Große Tizian-Ausstellung in Venedig - 500 Jahre nach der Geburt des Malers?

Ein Mann in vorgerücktem Alter, doch sichtlich voller Energie. Er trägt lässiges, dabei vornehmes Habit, zur häuslichen Kappe einen schweren Pelzrock, und er hat seine Ordenskette umgelegt. Licht spielt auf dem feinen, hellen Stoff der Ärmel. Der Mann stützt die Hände auf Tisch und Knie, sein Blick geht, forschend, schräg zur Seite. Ein unruhiger Geist, seiner Bedeutung bewußt, empfänglich für verdiente Ehrungen. Der alte Tizian hat sich so gemalt.

Wie alt? Die Frage bleibt offen. Nicht nur die Entstehungszeit dieses Selbstporträts (vielleicht 1562, oder doch schon 1550?) ist strittig, sondern auch das Geburtsdatum des Künstlers. 95 Jahre habe er schon hinter sich, so schrieb er 1571 an seinen mächtigsten und eifrigsten Auftraggeber, König Philipp II. von Spanien. Da allerdings scheint Taktik im Spiel gewesen zu sein, Werbung um Nachsicht, Respekt und materielle Gunst.

Heute glaubt kaum noch jemand, daß Tizian bei seinem Tod 1576 biblische 100 (nach der Eintragung im Sterberegister sogar 103) Jahre alt gewesen sei. Andere Überlieferungen sprechen dagegen, auch wäre das Genie dann erst merkwürdig spät aus der Anonymität aufgetaucht. Willkürlich ist es allerdings auch, sich auf die letzte noch vertretbare Datierung festzulegen und 1990 als das Jahr von Tizians 500. Geburtstag auszurufen.

Mit der Jubiläumsaura dieses halben Jahrtausends umgibt sich eine große Ausstellung, die nun bis zum 7. Oktober im Dogenpalast der Tizian-Stadt Venedig gezeigt wird und für die wegen des erwarteten Andrangs auf Tag und Stunde datierte Eintrittskarten vorverkauft werden (in Deutschland durch Italien-Reisedienst, Hamburg). Sie ist die erste seit 1935 und ihrer Vorgängerin, die gleichfalls in Venedig stattfand, an Umfang und Werkauswahl durchaus vergleichbar.

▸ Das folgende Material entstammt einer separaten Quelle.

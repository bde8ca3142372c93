#![no_main]

use folio_syntax::PdfData;
use folio_syntax::parser::Parser;
use libfuzzer_sys::fuzz_target;

fuzz_target!(|data: &[u8]| {
    let data = PdfData::from(data);

    let _ = Parser::new(&data, 0).with_max_depth(64).parse_object();
    let _ = Parser::new(&data, 0).with_max_depth(64).parse_indirect();
});
//! Logging macros that optionally forward to the `log` crate.

macro_rules! ldebug {
    ($fmt:literal $(, $($arg:expr),* $(,)?)?) => {
        #[cfg(feature = "logging")]
        ::log::debug!($fmt $(, $($arg),*)?);
        #[cfg(not(feature = "logging"))]
        { $($(let _ = &$arg;)*)? }
    };
}

macro_rules! lwarn {
    ($fmt:literal $(, $($arg:expr),* $(,)?)?) => {
        #[cfg(feature = "logging")]
        ::log::warn!($fmt $(, $($arg),*)?);
        #[cfg(not(feature = "logging"))]
        { $($(let _ = &$arg;)*)? }
    };
}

Altartafeln wie aus den Kirchen in Brescia, Treviso und Ancona werden zwar mit guten konservatorischen Gründen nicht mehr hergeliehen, doch internationale Leihgaben setzen dafür eigene Akzente. Vor allem die National Gallery in Washington, die anschließend die Ausstellung in abgewandelter Form übernimmt, steuert Meisterwerke bei. Ein gutes Drittel der mehr als 60 Gemälde (darunter zwei vielteilige Deckendekorationen) stammt, ähnlich wie 1935, aus venezianischen Kirchen und Museen.

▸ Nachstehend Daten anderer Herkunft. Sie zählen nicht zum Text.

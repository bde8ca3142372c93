use crate::error::FilterError;
use crate::filter::DecodeLimits;
use crate::reader::Reader;

/// Decode run-length encoded data. A missing end-of-data marker is tolerated.
pub(crate) fn decode(data: &[u8], limits: &DecodeLimits) -> Result<Vec<u8>, FilterError> {
    let mut reader = Reader::new(data);
    let mut decoded = vec![];

    loop {
        let Some(length) = reader.read_byte() else {
            lwarn!("run-length stream ended without EOD marker");
            break;
        };

        match length {
            128 => break,
            0..=127 => match reader.read_bytes(length as usize + 1) {
                Some(run) => decoded.extend_from_slice(run),
                None => {
                    lwarn!("run-length stream ended prematurely");
                    decoded.extend_from_slice(reader.tail().unwrap_or_default());
                    break;
                }
            },
            _ => {
                let Some(byte) = reader.read_byte() else {
                    break;
                };
                let count = 257 - length as usize;
                decoded.resize(decoded.len() + count, byte);
            }
        }

        limits.check(decoded.len())?;
    }

    Ok(decoded)
}

#[cfg(test)]
mod tests {
    use super::decode;
    use crate::error::FilterError;
    use crate::filter::DecodeLimits;

    #[test]
    fn run_length() {
        let input = [4, 10, 11, 12, 13, 14, 253, 3, 128];
        assert_eq!(
            decode(&input, &DecodeLimits::default()).unwrap(),
            vec![10, 11, 12, 13, 14, 3, 3, 3, 3]
        );
    }

    #[test]
    fn missing_eod() {
        let input = [1, 7, 8, 255, 9];
        assert_eq!(
            decode(&input, &DecodeLimits::default()).unwrap(),
            vec![7, 8, 9, 9]
        );
    }

    #[test]
    fn limit() {
        let input = [129, 0, 129, 0];
        let limits = DecodeLimits { max_output_len: 100 };
        assert_eq!(
            decode(&input, &limits),
            Err(FilterError::LimitExceeded { limit: 100 })
        );
    }
}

Venedig, Königin der Meere, überreich an materiellen wie kulturellen Gütern, obwohl - in wechselnden Frontstellungen gegen Türken, Papst und Kaiser - bereits im Niedergang seiner Macht: Die Serenissima war Nährboden und Kulisse für Tizians weit ins übrige Europa ausstrahlende Malerei. Sie hatte Bedarf an religiösen Aufschwüngen und staatstragenden Allegorien. Sie stellte Charakterköpfe für Porträts, die bei allem psychologischen Scharfblick die Dargestellten in ihrer menschlichen Würde bestätigten. Und Venedigs Kunst bot die Voraussetzungen für neuartige Bildvisionen in bald lodernder, bald verhalten schwelender Farbenglut.

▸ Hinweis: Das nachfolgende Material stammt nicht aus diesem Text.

//! Flattening the page tree.

use crate::document::Document;
use crate::issue::{Issue, Severity};
use folio_syntax::object::dict::keys::{
    CROP_BOX, KIDS, MEDIA_BOX, PAGE, PAGES, RESOURCES, ROTATE, TYPE,
};
use folio_syntax::{Dict, Object, ObjectId};
use rustc_hash::FxHashSet;

/// A rectangle given by two corner points.
#[derive(Debug, Copy, Clone, PartialEq)]
pub struct Rect {
    /// The x coordinate of the first corner.
    pub x0: f64,
    /// The y coordinate of the first corner.
    pub y0: f64,
    /// The x coordinate of the second corner.
    pub x1: f64,
    /// The y coordinate of the second corner.
    pub y1: f64,
}

impl Rect {
    /// Read a rectangle from an array of four numbers.
    pub fn from_object(object: &Object) -> Option<Self> {
        match object.as_array()? {
            [x0, y0, x1, y1] => Some(Self {
                x0: x0.as_f64()?,
                y0: y0.as_f64()?,
                x1: x1.as_f64()?,
                y1: y1.as_f64()?,
            }),
            _ => None,
        }
    }

    /// The width of the rectangle.
    pub fn width(&self) -> f64 {
        (self.x1 - self.x0).abs()
    }

    /// The height of the rectangle.
    pub fn height(&self) -> f64 {
        (self.y1 - self.y0).abs()
    }

    /// The area of the rectangle.
    pub fn area(&self) -> f64 {
        self.width() * self.height()
    }
}

/// Attributes a page inherits from its ancestors in the page tree.
#[derive(Debug, Clone, Default, PartialEq)]
struct Inherited {
    media_box: Option<Object>,
    crop_box: Option<Object>,
    resources: Option<Object>,
    rotate: Option<Object>,
}

impl Inherited {
    fn apply(&self, node: &Dict, doc: &Document) -> Self {
        let get = |key: &[u8], parent: &Option<Object>| {
            node.get(key)
                .map(|o| doc.deref(o).clone())
                .or_else(|| parent.clone())
        };

        Self {
            media_box: get(MEDIA_BOX, &self.media_box),
            crop_box: get(CROP_BOX, &self.crop_box),
            resources: get(RESOURCES, &self.resources),
            rotate: get(ROTATE, &self.rotate),
        }
    }
}

/// A page of the document, combining its dictionary with inherited attributes.
///
/// An attribute is taken from the page itself if it defines it, otherwise from the
/// nearest ancestor that does. If no ancestor defines it either, it is absent.
#[derive(Debug, Clone, PartialEq)]
pub struct Page {
    /// The reference to the page dictionary, if the page is an indirect object.
    pub id: Option<ObjectId>,
    /// The page dictionary.
    pub dict: Dict,
    /// The effective `/MediaBox`, resolved.
    pub media_box: Option<Object>,
    /// The effective `/CropBox`, resolved.
    pub crop_box: Option<Object>,
    /// The effective `/Resources`.
    pub resources: Option<Object>,
    /// The effective `/Rotate`, resolved.
    pub rotate: Option<Object>,
}

impl Page {
    /// The media box, if it is a valid rectangle.
    pub fn media_box_rect(&self) -> Option<Rect> {
        self.media_box.as_ref().and_then(Rect::from_object)
    }

    /// The rotation in degrees, normalized to `0..360`. Defaults to 0.
    pub fn rotation(&self) -> i64 {
        self.rotate
            .as_ref()
            .and_then(Object::as_i64)
            .unwrap_or(0)
            .rem_euclid(360)
    }

    /// The object number of the page, if it has one.
    pub fn object_number(&self) -> Option<u32> {
        self.id.map(|id| id.num)
    }
}

/// The result of flattening a page tree.
#[derive(Debug, Default)]
pub(crate) struct PageTree {
    pub(crate) pages: Vec<Page>,
    pub(crate) issues: Vec<Issue>,
}

/// Flatten the page tree of a document by a depth-first traversal.
pub(crate) fn flatten(doc: &Document) -> PageTree {
    let mut walker = Walker {
        doc,
        path: vec![],
        seen: FxHashSet::default(),
        tree: PageTree::default(),
    };

    let Some(root) = doc.catalog().and_then(|c| c.get(PAGES)) else {
        return walker.tree;
    };

    let id = root.as_reference();
    let Some(node) = doc.deref(root).as_dict() else {
        return walker.tree;
    };

    if let Some(id) = id {
        walker.path.push(id);
        walker.seen.insert(id);
    }

    walker.visit(id, node, &Inherited::default(), 0);

    walker.tree
}

struct Walker<'a> {
    doc: &'a Document,
    path: Vec<ObjectId>,
    seen: FxHashSet<ObjectId>,
    tree: PageTree,
}

impl<'a> Walker<'a> {
    fn issue(&mut self, severity: Severity, message: String, object: Option<ObjectId>) {
        self.tree
            .issues
            .push(Issue::structure(severity, message, object.map(|id| id.num)));
    }

    fn visit(&mut self, id: Option<ObjectId>, node: &'a Dict, inherited: &Inherited, depth: usize) {
        let inherited = inherited.apply(node, self.doc);

        if !is_intermediate(node) {
            self.tree.pages.push(Page {
                id,
                dict: node.clone(),
                media_box: inherited.media_box,
                crop_box: inherited.crop_box,
                resources: inherited.resources,
                rotate: inherited.rotate,
            });

            return;
        }

        let limit = self.doc.settings().max_page_tree_depth;
        if depth >= limit {
            lwarn!("page tree is deeper than {}", limit);
            self.issue(
                Severity::Error,
                format!("page tree exceeds the depth limit of {limit}, branch skipped"),
                id,
            );
            return;
        }

        let Some(kids) = node.get(KIDS).map(|k| self.doc.deref(k)) else {
            return;
        };

        let Some(kids) = kids.as_array() else {
            self.issue(Severity::Error, "/Kids is not an array".to_string(), id);
            return;
        };

        for kid in kids {
            let kid_id = kid.as_reference();

            if let Some(kid_id) = kid_id {
                if self.path.contains(&kid_id) {
                    lwarn!("cycle in page tree at {}", kid_id);
                    self.issue(
                        Severity::Error,
                        format!("page tree cycle: {kid_id} is its own ancestor"),
                        id,
                    );
                    continue;
                }

                if !self.seen.insert(kid_id) {
                    self.issue(
                        Severity::Warning,
                        format!("{kid_id} appears more than once in the page tree"),
                        Some(kid_id),
                    );
                    continue;
                }
            }

            let Some(kid_dict) = self.doc.deref(kid).as_dict() else {
                self.issue(
                    Severity::Warning,
                    "page tree node is not a dictionary".to_string(),
                    kid_id.or(id),
                );
                continue;
            };

            if let Some(kid_id) = kid_id {
                self.path.push(kid_id);
            }

            self.visit(kid_id, kid_dict, &inherited, depth + 1);

            if kid_id.is_some() {
                self.path.pop();
            }
        }
    }
}

/// Whether a node is an intermediate node rather than a page. Nodes without a type are
/// classified by whether they have kids.
fn is_intermediate(node: &Dict) -> bool {
    match node.get_name(TYPE).map(|n| n.as_bytes()) {
        Some(PAGES) => true,
        Some(PAGE) => false,
        _ => node.contains_key(KIDS),
    }
}

#[cfg(test)]
mod tests {
    use super::Rect;
    use crate::parse_pdf;
    use folio_syntax::Object;

    fn pdf(objects: &[&str]) -> Vec<u8> {
        let mut out = b"%PDF-1.7\n".to_vec();
        for (i, body) in objects.iter().enumerate() {
            out.extend_from_slice(format!("{} 0 obj\n{body}\nendobj\n", i + 1).as_bytes());
        }
        out.extend_from_slice(b"trailer\n<< /Root 1 0 R >>\n%%EOF");
        out
    }

    #[test]
    fn inheritance() {
        let data = pdf(&[
            "<< /Type /Catalog /Pages 2 0 R >>",
            "<< /Type /Pages /Kids [3 0 R 4 0 R] /Count 2 /MediaBox [0 0 612 792] /Rotate 90 >>",
            "<< /Type /Page /Parent 2 0 R >>",
            "<< /Type /Page /Parent 2 0 R /MediaBox [0 0 100 100] /Rotate -90 >>",
        ]);
        let pages = parse_pdf(data).unwrap().pages();

        assert_eq!(pages.len(), 2);
        assert_eq!(pages[0].media_box_rect().unwrap().area(), 612.0 * 792.0);
        assert_eq!(pages[0].rotation(), 90);
        assert_eq!(pages[1].media_box_rect().unwrap().width(), 100.0);
        assert_eq!(pages[1].rotation(), 270);
        assert_eq!(pages[1].object_number(), Some(4));
    }

    #[test]
    fn absent_attribute_stays_absent() {
        let data = pdf(&[
            "<< /Type /Catalog /Pages 2 0 R >>",
            "<< /Type /Pages /Kids [3 0 R] /Count 1 >>",
            "<< /Type /Page /Parent 2 0 R >>",
        ]);
        let pages = parse_pdf(data).unwrap().pages();

        assert_eq!(pages[0].media_box, None);
        assert_eq!(pages[0].resources, None);
    }

    #[test]
    fn untyped_nodes() {
        let data = pdf(&[
            "<< /Type /Catalog /Pages 2 0 R >>",
            "<< /Kids [3 0 R << /MediaBox [0 0 1 1] >>] >>",
            "<< /Kids [4 0 R] >>",
            "<< /MediaBox [0 0 5 5] >>",
        ]);
        let pages = parse_pdf(data).unwrap().pages();

        assert_eq!(pages.len(), 2);
        assert_eq!(pages[0].object_number(), Some(4));
        assert_eq!(pages[1].id, None);
    }

    #[test]
    fn cycle() {
        let data = pdf(&[
            "<< /Type /Catalog /Pages 2 0 R >>",
            "<< /Type /Pages /Kids [3 0 R] >>",
            "<< /Type /Pages /Kids [2 0 R 4 0 R] >>",
            "<< /Type /Page >>",
        ]);
        let doc = parse_pdf(data).unwrap();

        assert_eq!(doc.pages().len(), 1);
        assert!(doc
            .structure_issues()
            .iter()
            .any(|i| i.is_error() && i.message.contains("cycle") && i.object_number == Some(3)));
    }

    #[test]
    fn shared_node() {
        let data = pdf(&[
            "<< /Type /Catalog /Pages 2 0 R >>",
            "<< /Type /Pages /Kids [3 0 R 3 0 R] >>",
            "<< /Type /Page >>",
        ]);
        let doc = parse_pdf(data).unwrap();

        assert_eq!(doc.pages().len(), 1);
        assert!(doc
            .structure_issues()
            .iter()
            .any(|i| !i.is_error() && i.message.contains("more than once")));
    }

    #[test]
    fn depth_limit() {
        let data = pdf(&[
            "<< /Type /Catalog /Pages 2 0 R >>",
            "<< /Type /Pages /Kids [3 0 R] >>",
            "<< /Type /Pages /Kids [4 0 R] >>",
            "<< /Type /Page >>",
        ]);
        let settings = crate::ParseSettings {
            max_page_tree_depth: 1,
            ..crate::ParseSettings::default()
        };
        let doc = crate::parse_pdf_with(data, settings).unwrap();

        assert!(doc.pages().is_empty());
    }

    #[test]
    fn rect() {
        let object = Object::Array(vec![
            Object::Integer(0),
            Object::Real(0.5),
            Object::Integer(10),
            Object::Integer(2),
        ]);
        let rect = Rect::from_object(&object).unwrap();

        assert_eq!(rect.height(), 1.5);
        assert_eq!(Rect::from_object(&Object::Array(vec![])), None);
    }
}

Die Ausstellung spannt nun den Bogen von frühen Fresko-Resten bis zur unvollendet hinterlassenen "Pieta", jener Beweinung Christi, die der greise Tizian für die eigene Grabstätte bestimmt haben soll und auf der er sich selber als verehrenden Asketen Hieronymus oder Hiob dargestellt hat. Viele Bilder erstrahlen im Glanz kürzlich erfolgter Restaurierungen, der profunde Katalog (434 Seiten; 50 000 Lire) setzt sie ins Licht jüngster Erkenntnisse.

Neunjährig, so die Überlieferung, sei Tiziano Vecellio aus dem Dolomitenstädtchen Pieve di Cadore nach Venedig gekommen, und nach den Worten seines Freundes Lodovico Dolce war er "kaum 20 Jahre alt", als er eine Außenwand am Fondaco dei Tedeschi, dem Sitz der deutschen Kaufmannschaft, heute Hauptpost von Venedig, zu bemalen hatte. Das muß 1508 gewesen sein.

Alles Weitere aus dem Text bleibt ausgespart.